Blum & Poe is a contemporary art gallery located in Los Angeles, New York, and Tokyo.
Blum & Poe was founded by Tim Blum and Jeff Poe in Santa Monica, California, in September 1994.
The inaugural exhibition in Santa Monica featured Stroke, an installation by British artist Anya Gallaccio, consisting of chocolate smeared onto the gallery walls.
In 2003, Blum & Poe relocated to a 5,000-square-foot warehouse on the edge of Culver City, an area of industrial warehouses. Several other galleries subsequently opened on the same stretch of La Cienega Boulevard, resulting in the formation of the Culver City Art District.
On its 15th anniversary in 2009, the gallery purchased a 22,000-square-foot building across the street on La Cienega Boulevard and renovated it into a series of exhibition spaces on two floors.
Prior to returning to Los Angeles in 1994, Blum had spent several years living and working in the Tokyo art world. During that time he met Yoshitomo Nara and Takashi Murakami. Following its opening in Santa Monica, Blum & Poe gave Yoshitomo Nara his first solo exhibition in the United States in 1995. Takashi Murakami’s first solo exhibition with the gallery was in 1997.

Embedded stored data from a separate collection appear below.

// =============================================================================
// Technical Indicators Module
// =============================================================================
//
// Pure, side-effect-free indicator math. Every function takes plain slices
// and returns trimmed series: warmup bars are omitted and the final element
// always corresponds to the final input bar, so consumers can read
// (prev, live) off the tail without index bookkeeping. An empty series means
// "not yet warmed up".
//
// `compute` evaluates every enabled indicator from the config into a flat
// name -> series map, mirroring how the signal generator consumes them.

pub mod adx;
pub mod atr;
pub mod bollinger;
pub mod donchian;
pub mod ma;
pub mod macd;
pub mod psar;
pub mod rsi;
pub mod stoch_rsi;
pub mod stochastic;
pub mod supertrend;
pub mod ultimate;
pub mod willr;

use std::collections::BTreeMap;

use crate::config::IndicatorConfig;
use crate::market::klines::{closes, Kline};

/// Named indicator series, e.g. "rsi", "stoch_rsi_k", "bb_upper".
pub type SeriesMap = BTreeMap<String, Vec<f64>>;

fn len_of(cfg: &IndicatorConfig, default: u32) -> usize {
    cfg.length.unwrap_or(default).max(1) as usize
}

/// Evaluate every enabled indicator over `klines`.
pub fn compute(klines: &[Kline], indicators: &BTreeMap<String, IndicatorConfig>) -> SeriesMap {
    let mut out = SeriesMap::new();
    let close_col = closes(klines);

    for (key, cfg) in indicators {
        if !cfg.enabled {
            continue;
        }
        match key.as_str() {
            "rsi" => {
                out.insert("rsi".into(), rsi::rsi(&close_col, len_of(cfg, 14)));
            }
            "ma" => {
                out.insert("ma".into(), ma::sma(&close_col, len_of(cfg, 20)));
            }
            "ema" => {
                out.insert("ema".into(), ma::ema(&close_col, len_of(cfg, 20)));
            }
            "bb" => {
                let (upper, mid, lower) = bollinger::bollinger(
                    &close_col,
                    len_of(cfg, 20),
                    cfg.std_mult.unwrap_or(2.0),
                );
                out.insert("bb_upper".into(), upper);
                out.insert("bb_mid".into(), mid);
                out.insert("bb_lower".into(), lower);
            }
            "stoch_rsi" => {
                let (k, d) = stoch_rsi::stoch_rsi(
                    &close_col,
                    len_of(cfg, 14),
                    cfg.k.unwrap_or(3).max(1) as usize,
                    cfg.d.unwrap_or(3).max(1) as usize,
                );
                out.insert("stoch_rsi_k".into(), k);
                out.insert("stoch_rsi_d".into(), d);
            }
            "willr" => {
                out.insert("willr".into(), willr::willr(klines, len_of(cfg, 14)));
            }
            "macd" => {
                let (line, signal, hist) = macd::macd(
                    &close_col,
                    cfg.fast.unwrap_or(12).max(1) as usize,
                    cfg.slow.unwrap_or(26).max(1) as usize,
                    cfg.signal.unwrap_or(9).max(1) as usize,
                );
                out.insert("macd_line".into(), line);
                out.insert("macd_signal".into(), signal);
                out.insert("macd_hist".into(), hist);
            }
            "uo" => {
                out.insert(
                    "uo".into(),
                    ultimate::ultimate(
                        klines,
                        cfg.a.unwrap_or(7).max(1) as usize,
                        cfg.b.unwrap_or(14).max(1) as usize,
                        cfg.c.unwrap_or(28).max(1) as usize,
                    ),
                );
            }
            "adx" => {
                out.insert("adx".into(), adx::adx(klines, len_of(cfg, 14)));
            }
            "dmi" => {
                let (plus, minus) = adx::dmi(klines, len_of(cfg, 14));
                let diff: Vec<f64> = plus.iter().zip(minus.iter()).map(|(p, m)| p - m).collect();
                out.insert("dmi_plus".into(), plus);
                out.insert("dmi_minus".into(), minus);
                out.insert("dmi".into(), diff);
            }
            "supertrend" => {
                out.insert(
                    "supertrend".into(),
                    supertrend::supertrend(
                        klines,
                        cfg.atr_length.unwrap_or(10).max(1) as usize,
                        cfg.multiplier.unwrap_or(3.0),
                    ),
                );
            }
            "stochastic" => {
                let (k, d) = stochastic::stochastic(
                    klines,
                    len_of(cfg, 14),
                    cfg.k.unwrap_or(3).max(1) as usize,
                    cfg.d.unwrap_or(3).max(1) as usize,
                );
                out.insert("stochastic_k".into(), k);
                out.insert("stochastic_d".into(), d);
            }
            "psar" => {
                out.insert(
                    "psar".into(),
                    psar::psar(klines, cfg.af.unwrap_or(0.02), cfg.max_af.unwrap_or(0.2)),
                );
            }
            "donchian" => {
                let (upper, mid, lower) = donchian::donchian(klines, len_of(cfg, 20));
                out.insert("donchian_upper".into(), upper);
                out.insert("donchian_mid".into(), mid);
                out.insert("donchian_lower".into(), lower);
            }
            other => {
                tracing::debug!(indicator = other, "unknown indicator key ignored");
            }
        }
    }
    out
}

In January 2010, Blum & Poe held a solo exhibition of Lee Ufan, the influential artist/theorist of Mono-ha, a loose group of Tokyo-based artists who established themselves in the late 1960s. In February 2012, the gallery held “Requiem for the Sun: The Art of Mono-ha,” the first survey of Mono-ha in the United States, which included major installations by Kōji Enokura, Noriyuki Haraguchi, Susumu Koshimizu, Lee Ufan, Nobuo Sekine, Kishio Suga, Jiro Takamatsu, and Katsurō Yoshida.